While overall the proposals are good ones, most of this is grandstanding as Gillard tries to give the appearance of doing something about electricity prices. The big ticket items above — rollout of time-of-use pricing, a market for demand reductions, removing the automatic right for networks to recover overspend and national standard setting for reliability — were already being pushed by the AEMC.
The problem with the time-of-use pricing proposal is that while the AEMC has decided on a mandatory implementation for what it terms “large” residential and small business energy consumers, it leaves it up to the states to decide what “large” should be.
State governments, with the exception of Victoria, have been incredibly timid in rolling out time of use pricing to date. And even Victoria back-tracked. So leaving it to the states to define “large” consumers is a recipe for inaction. Also, the AEMC’s guidance on what is a large consumer suggests it might be consumers with electric cars! If that’s the case we’ll be waiting a very long time before the roll-out of time-of-use pricing becomes widespread.
And one shouldn’t put too much faith in time-of-use pricing and smart meters — large business energy consumers already have such structures in place and don’t noticeably alter their electricity demand during peak periods.
The funding increase for the regulator will probably help, but critics of the regulatory process, such as former head of the Energy Users Association Roman Domanski, suggest the regulator’s problem wasn’t resources. Instead they argue it was a lack of courage to use the powers they already had, in an effort to keep state governments onside as they transferred regulatory powers to the AER.
The devil is in the detail around consumers being able to challenge network expenditure proposals. That’s because we already have a consumer advocacy panel and an industry group representing large energy users who critique and provide input to energy regulatory processes.
The naming and shaming proposal is just odd. Provided the rules are changed so that network businesses are unable to automatically recover the costs of expenditure beyond that approved by the regulator, networks will be as upset about overspending as consumers.
Probably the biggest driver of gold-plating remains largely unaddressed by Gillard and also the AEMC: the ability for state governments to borrow money at very low rates, but then claim a rate of return reflective of the costs of a private sector borrower via their network businesses. This means state governments have a very strong incentive to overbuild networks, because it works like a form of shadow taxation.
While this carries political risks, with GST and other forms of state government taxation revenue drying-up, what other choices do they have? Plus the carbon tax and renewable energy support policies have been a very convenient cloak to fool consumers about the primary reasons for the increases in their bills.

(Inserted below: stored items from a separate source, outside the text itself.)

//! Command: print the configuration directory.
use anyhow::Result;
use std::io::Write;
use std::path::PathBuf;

use crate::cli::GlobalOpts;
use crate::config::{default_conf_dir, expand_path};

/// Best guess for the configuration directory; it need not exist.
#[must_use]
pub fn conf_dir(global: &GlobalOpts) -> PathBuf {
    global.conf_dir.as_ref().map_or_else(default_conf_dir, |dir| {
        expand_path(&dir.to_string_lossy())
    })
}

/// Print the configuration directory.
///
/// # Errors
///
/// Returns an error if `out` cannot be written.
pub fn run(global: &GlobalOpts, out: &mut impl Write) -> Result<()> {
    writeln!(out, "{}", conf_dir(global).display())?;
    Ok(())
}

In terms of getting state governments to sign on to these proposals, NSW is likely to be the biggest problem. Its government is in the process of trying to privatise its electricity network business, which is a good thing over the longer term. But in the short term, if Victoria’s history of privatisation is anything to go by, NSW will want a regulatory regime that inflates returns as much as possible to maximise the sale price.
The NSW government also wants to sell its generators. For the most part generators make pretty measly money, except for very short peaks in demand when prices can reach levels several hundred times the average price. Encouraging households and businesses to switch off and switch down appliances during peak periods is bad news for electricity generators.
The reaction of the NSW deputy premier to Gillard’s proposal just serves to illustrate this problem. Rather than just pointing out Gillard’s proposal is recycled material from the AEMC, which makes good sense, she roundly criticised it and tried to shift attention towards the cost of the carbon price and “green schemes” (some of which are NSW government policy) on consumer bills. But these have had a fraction of the impact caused by network inefficiencies.
As I said back in March — don’t hold your breath waiting for implementation of electricity market reform.